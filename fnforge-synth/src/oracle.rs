//! Conversations with the language model
//!
//! The loop only relies on the `Oracle` contract: given the conversation
//! so far, produce the next message. `CachedOracle` puts a `MemoCache` in
//! front of any oracle so replayed conversations never reach the network.

use async_trait::async_trait;
use fnforge_cache::MemoCache;
use serde::{Deserialize, Serialize};
use std::fmt;
use std::sync::atomic::{AtomicUsize, Ordering};
use std::sync::Arc;
use tracing::debug;

use crate::error::OracleError;

/// Author of a message. Serialized with the chat wire names.
#[derive(Debug, Clone, Copy, PartialEq, Eq, Serialize, Deserialize)]
pub enum Role {
    #[serde(rename = "user")]
    Requester,
    #[serde(rename = "assistant")]
    Oracle,
}

impl fmt::Display for Role {
    fn fmt(&self, f: &mut fmt::Formatter<'_>) -> fmt::Result {
        match self {
            Role::Requester => write!(f, "user"),
            Role::Oracle => write!(f, "assistant"),
        }
    }
}

#[derive(Debug, Clone, PartialEq, Eq, Serialize, Deserialize)]
pub struct Message {
    pub role: Role,
    pub content: String,
}

impl Message {
    pub fn requester(content: impl Into<String>) -> Self {
        Self {
            role: Role::Requester,
            content: content.into(),
        }
    }

    pub fn oracle(content: impl Into<String>) -> Self {
        Self {
            role: Role::Oracle,
            content: content.into(),
        }
    }
}

/// Append-only message history, always opened by a requester message
#[derive(Debug, Clone, PartialEq, Eq, Serialize)]
#[serde(transparent)]
pub struct Conversation {
    messages: Vec<Message>,
}

impl Conversation {
    pub fn new(prompt: impl Into<String>) -> Self {
        Self {
            messages: vec![Message::requester(prompt)],
        }
    }

    pub fn push(&mut self, message: Message) {
        self.messages.push(message);
    }

    pub fn messages(&self) -> &[Message] {
        &self.messages
    }

    /// Most recent message
    pub fn last(&self) -> &Message {
        // never empty: `new` seeds the prompt and nothing removes messages
        &self.messages[self.messages.len() - 1]
    }

    /// Number of oracle replies so far
    pub fn oracle_turns(&self) -> usize {
        self.messages
            .iter()
            .filter(|m| m.role == Role::Oracle)
            .count()
    }
}

impl fmt::Display for Conversation {
    fn fmt(&self, f: &mut fmt::Formatter<'_>) -> fmt::Result {
        for (i, message) in self.messages.iter().enumerate() {
            if i > 0 {
                writeln!(f)?;
            }
            writeln!(f, "{}", message.role)?;
            writeln!(f, "{}", message.content)?;
        }
        Ok(())
    }
}

/// Chat request as sent on the wire. Also the source of cache keys.
#[derive(Debug, Clone, Serialize)]
pub struct ChatRequest<'a> {
    pub model: &'a str,
    pub messages: &'a [Message],
    #[serde(skip_serializing_if = "Option::is_none")]
    pub temperature: Option<f32>,
}

/// A language model producing the next message of a conversation
#[async_trait]
pub trait Oracle: Send + Sync {
    /// Reply to the conversation
    async fn complete(&self, conversation: &Conversation) -> Result<Message, OracleError>;

    /// Model name sent with requests
    fn model(&self) -> &str;

    /// Sampling temperature, when the oracle sets one
    fn temperature(&self) -> Option<f32> {
        None
    }

    /// Wire request for a conversation
    fn request<'a>(&'a self, conversation: &'a Conversation) -> ChatRequest<'a> {
        ChatRequest {
            model: self.model(),
            messages: conversation.messages(),
            temperature: self.temperature(),
        }
    }
}

#[async_trait]
impl<O: Oracle + ?Sized> Oracle for Arc<O> {
    async fn complete(&self, conversation: &Conversation) -> Result<Message, OracleError> {
        (**self).complete(conversation).await
    }

    fn model(&self) -> &str {
        (**self).model()
    }

    fn temperature(&self) -> Option<f32> {
        (**self).temperature()
    }
}

/// Memoizes an oracle by the canonical form of its wire request
pub struct CachedOracle<O> {
    inner: O,
    cache: Arc<MemoCache>,
}

impl<O: Oracle> CachedOracle<O> {
    pub fn new(inner: O, cache: Arc<MemoCache>) -> Self {
        Self { inner, cache }
    }

    pub fn cache(&self) -> &Arc<MemoCache> {
        &self.cache
    }

    pub fn inner(&self) -> &O {
        &self.inner
    }
}

#[async_trait]
impl<O: Oracle> Oracle for CachedOracle<O> {
    async fn complete(&self, conversation: &Conversation) -> Result<Message, OracleError> {
        let request = self.inner.request(conversation);
        debug!(
            namespace = self.cache.namespace(),
            messages = conversation.messages().len(),
            "cached oracle request"
        );
        self.cache
            .get_or_compute(&request, || self.inner.complete(conversation))
            .await
    }

    fn model(&self) -> &str {
        self.inner.model()
    }

    fn temperature(&self) -> Option<f32> {
        self.inner.temperature()
    }
}

/// Replays a fixed list of replies in order
#[derive(Debug, Default)]
pub struct ScriptedOracle {
    responses: Vec<String>,
    calls: AtomicUsize,
}

impl ScriptedOracle {
    pub fn new<I, S>(responses: I) -> Self
    where
        I: IntoIterator<Item = S>,
        S: Into<String>,
    {
        Self {
            responses: responses.into_iter().map(Into::into).collect(),
            calls: AtomicUsize::new(0),
        }
    }

    /// How many times `complete` was called
    pub fn calls(&self) -> usize {
        self.calls.load(Ordering::SeqCst)
    }
}

#[async_trait]
impl Oracle for ScriptedOracle {
    async fn complete(&self, _conversation: &Conversation) -> Result<Message, OracleError> {
        let call = self.calls.fetch_add(1, Ordering::SeqCst);
        self.responses
            .get(call)
            .map(|content| Message::oracle(content.clone()))
            .ok_or(OracleError::ScriptExhausted(call))
    }

    fn model(&self) -> &str {
        "scripted"
    }
}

*What the exercise asks*.
In the answer, please give only the lines from the line containing "self.calls.load(Ordering::SeqCst)" through the final line of the data, copied exactly.

*Problem solution*.
        self.calls.load(Ordering::SeqCst)
    }
}

#[async_trait]
impl Oracle for ScriptedOracle {
    async fn complete(&self, _conversation: &Conversation) -> Result<Message, OracleError> {
        let call = self.calls.fetch_add(1, Ordering::SeqCst);
        self.responses
            .get(call)
            .map(|content| Message::oracle(content.clone()))
            .ok_or(OracleError::ScriptExhausted(call))
    }

    fn model(&self) -> &str {
        "scripted"
    }
}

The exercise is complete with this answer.